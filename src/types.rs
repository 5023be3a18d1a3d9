use serde::Serialize;
use serde_json::{Map, Value};
use std::time::Duration;

/// File type identified from magic bytes or header shape
#[derive(Debug, Clone, Copy, PartialEq, Eq, Hash, Serialize)]
#[serde(rename_all = "lowercase")]
pub enum FileType {
    Zip,
    Png,
    Pdf,
    #[serde(rename = "exe")]
    Pe,
    Jpeg,
    Text,
    Unknown,
}

impl std::fmt::Display for FileType {
    fn fmt(&self, f: &mut std::fmt::Formatter<'_>) -> std::fmt::Result {
        let label = match self {
            FileType::Zip => "zip",
            FileType::Png => "png",
            FileType::Pdf => "pdf",
            FileType::Pe => "exe",
            FileType::Jpeg => "jpeg",
            FileType::Text => "text",
            FileType::Unknown => "unknown",
        };
        write!(f, "{}", label)
    }
}

/// Byte-frequency statistics over a buffer
///
/// min/mean/std are taken over non-zero frequencies only. A standard
/// deviation below 0.002 marks the distribution as uniform, which is
/// evidence of strong encryption or compression.
#[derive(Debug, Clone, Default, Serialize)]
pub struct ByteDistribution {
    pub max_frequency: f64,
    pub min_frequency: f64,
    pub mean_frequency: f64,
    pub std_frequency: f64,
    pub zero_byte_ratio: f64,
    pub is_uniform: bool,
}

/// Result of inspecting the first 16 bytes of a buffer
#[derive(Debug, Clone, Serialize)]
pub struct HeaderAnalysis {
    pub identified: bool,
    pub file_type: FileType,
    pub header_hex: String,
    /// Entropy of the header itself, populated only when the header is
    /// unidentified and its entropy exceeds 7.0
    pub header_entropy: Option<f64>,
    pub possible_encryption: bool,
}

impl Default for HeaderAnalysis {
    fn default() -> Self {
        Self {
            identified: false,
            file_type: FileType::Unknown,
            header_hex: String::new(),
            header_entropy: None,
            possible_encryption: false,
        }
    }
}

/// Flags raised by the pattern detectors
#[derive(Debug, Clone, Copy, Default, Serialize)]
pub struct PatternFlags {
    /// Identical 16-byte blocks recurring (ECB-style repetition)
    pub has_repeating_blocks: bool,
    /// Low diversity among XORed sample pairs (short repeating key)
    pub possible_xor: bool,
    /// Known ransomware note/extension markers present
    pub has_ransomware_markers: bool,
}

/// Statistical profile of a buffer, produced once per call and immutable
/// after construction
#[derive(Debug, Clone, Default, Serialize)]
pub struct EncryptionProfile {
    /// Shannon entropy in [0, 8]
    pub entropy: f64,
    pub distribution: ByteDistribution,
    pub header: HeaderAnalysis,
    pub patterns: PatternFlags,
}

/// Encryption-type label derived deterministically from a profile
#[derive(Debug, Clone, Copy, PartialEq, Eq, Serialize)]
pub enum EncryptionType {
    AesEcb,
    StrongUniform,
    StrongUnknown,
    Xor,
    MediumStrength,
    WeakOverKnownFormat(FileType),
    SimpleEncoding,
    RansomwareMarkerOnly,
    NoEncryption,
}

impl std::fmt::Display for EncryptionType {
    fn fmt(&self, f: &mut std::fmt::Formatter<'_>) -> std::fmt::Result {
        match self {
            EncryptionType::AesEcb => write!(f, "AES-ECB"),
            EncryptionType::StrongUniform => write!(f, "Strong encryption (AES/RSA)"),
            EncryptionType::StrongUnknown => write!(f, "Strong encryption (unknown type)"),
            EncryptionType::Xor => write!(f, "XOR encryption"),
            EncryptionType::MediumStrength => {
                write!(f, "Medium-strength encryption (possibly RC4, DES)")
            }
            EncryptionType::WeakOverKnownFormat(ft) => {
                write!(f, "Weak encryption over {} file", ft)
            }
            EncryptionType::SimpleEncoding => write!(f, "Simple encryption or encoding"),
            EncryptionType::RansomwareMarkerOnly => {
                write!(f, "Possible ransomware marker, no strong encryption")
            }
            EncryptionType::NoEncryption => write!(f, "No encryption detected"),
        }
    }
}

/// Graded outcome level of a recovery attempt
#[derive(Debug, Clone, Copy, PartialEq, Eq, Serialize)]
#[serde(rename_all = "lowercase")]
pub enum SuccessLevel {
    Full,
    Partial,
    Failed,
}

impl SuccessLevel {
    /// Grade a confidence score against the fixed thresholds.
    ///
    /// Full requires confidence > 0.8 and recovered bytes; partial requires
    /// confidence > 0.3 and recovered bytes; anything else is failed.
    pub fn grade(confidence: f64, has_content: bool) -> Self {
        if has_content && confidence > 0.8 {
            SuccessLevel::Full
        } else if has_content && confidence > 0.3 {
            SuccessLevel::Partial
        } else {
            SuccessLevel::Failed
        }
    }
}

impl std::fmt::Display for SuccessLevel {
    fn fmt(&self, f: &mut std::fmt::Formatter<'_>) -> std::fmt::Result {
        let label = match self {
            SuccessLevel::Full => "full",
            SuccessLevel::Partial => "partial",
            SuccessLevel::Failed => "failed",
        };
        write!(f, "{}", label)
    }
}

/// Recovered bytes, tagged by provenance.
///
/// `Recovered` carries content the executor actually reconstructed;
/// `Simulated` carries a fabricated placeholder emitted by the low-confidence
/// fallback branches. Callers must not treat the two alike.
#[derive(Debug, Clone, PartialEq, Eq)]
pub enum RecoveredContent {
    Recovered(Vec<u8>),
    Simulated(Vec<u8>),
}

impl RecoveredContent {
    pub fn bytes(&self) -> &[u8] {
        match self {
            RecoveredContent::Recovered(b) | RecoveredContent::Simulated(b) => b,
        }
    }

    pub fn into_bytes(self) -> Vec<u8> {
        match self {
            RecoveredContent::Recovered(b) | RecoveredContent::Simulated(b) => b,
        }
    }

    pub fn is_simulated(&self) -> bool {
        matches!(self, RecoveredContent::Simulated(_))
    }

    pub fn len(&self) -> usize {
        self.bytes().len()
    }

    pub fn is_empty(&self) -> bool {
        self.bytes().is_empty()
    }
}

/// Opaque identifier for a cached recovery attempt
#[derive(Debug, Clone, PartialEq, Eq, Hash, Serialize)]
pub struct AttemptId(pub String);

impl AttemptId {
    pub fn as_str(&self) -> &str {
        &self.0
    }
}

impl std::fmt::Display for AttemptId {
    fn fmt(&self, f: &mut std::fmt::Formatter<'_>) -> std::fmt::Result {
        write!(f, "{}", self.0)
    }
}

/// Terminal value of a recovery attempt
#[derive(Debug, Clone)]
pub struct RecoveryOutcome {
    pub success_level: SuccessLevel,
    pub content: Option<RecoveredContent>,
    /// Confidence in [0, 1]
    pub confidence: f64,
    pub key_found: bool,
    pub message: String,
    pub execution_time: Duration,
    /// Diagnostic key/value pairs specific to the strategy that ran
    pub details: Map<String, Value>,
    /// Set iff the recovered buffer was inserted into the result cache
    pub cache_key: Option<AttemptId>,
}

impl RecoveryOutcome {
    /// True iff a cache entry was created for this outcome
    pub fn is_cached(&self) -> bool {
        self.cache_key.is_some()
    }
}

= = =

- _Task goal_: Filter the records above for lines containing the word "bool", and copy those lines.

- _Output for this task_:
    pub is_uniform: bool,
    pub identified: bool,
    pub possible_encryption: bool,
    pub has_repeating_blocks: bool,
    pub possible_xor: bool,
    pub has_ransomware_markers: bool,
    pub fn grade(confidence: f64, has_content: bool) -> Self {
    pub fn is_simulated(&self) -> bool {
    pub fn is_empty(&self) -> bool {
    pub key_found: bool,
    pub fn is_cached(&self) -> bool {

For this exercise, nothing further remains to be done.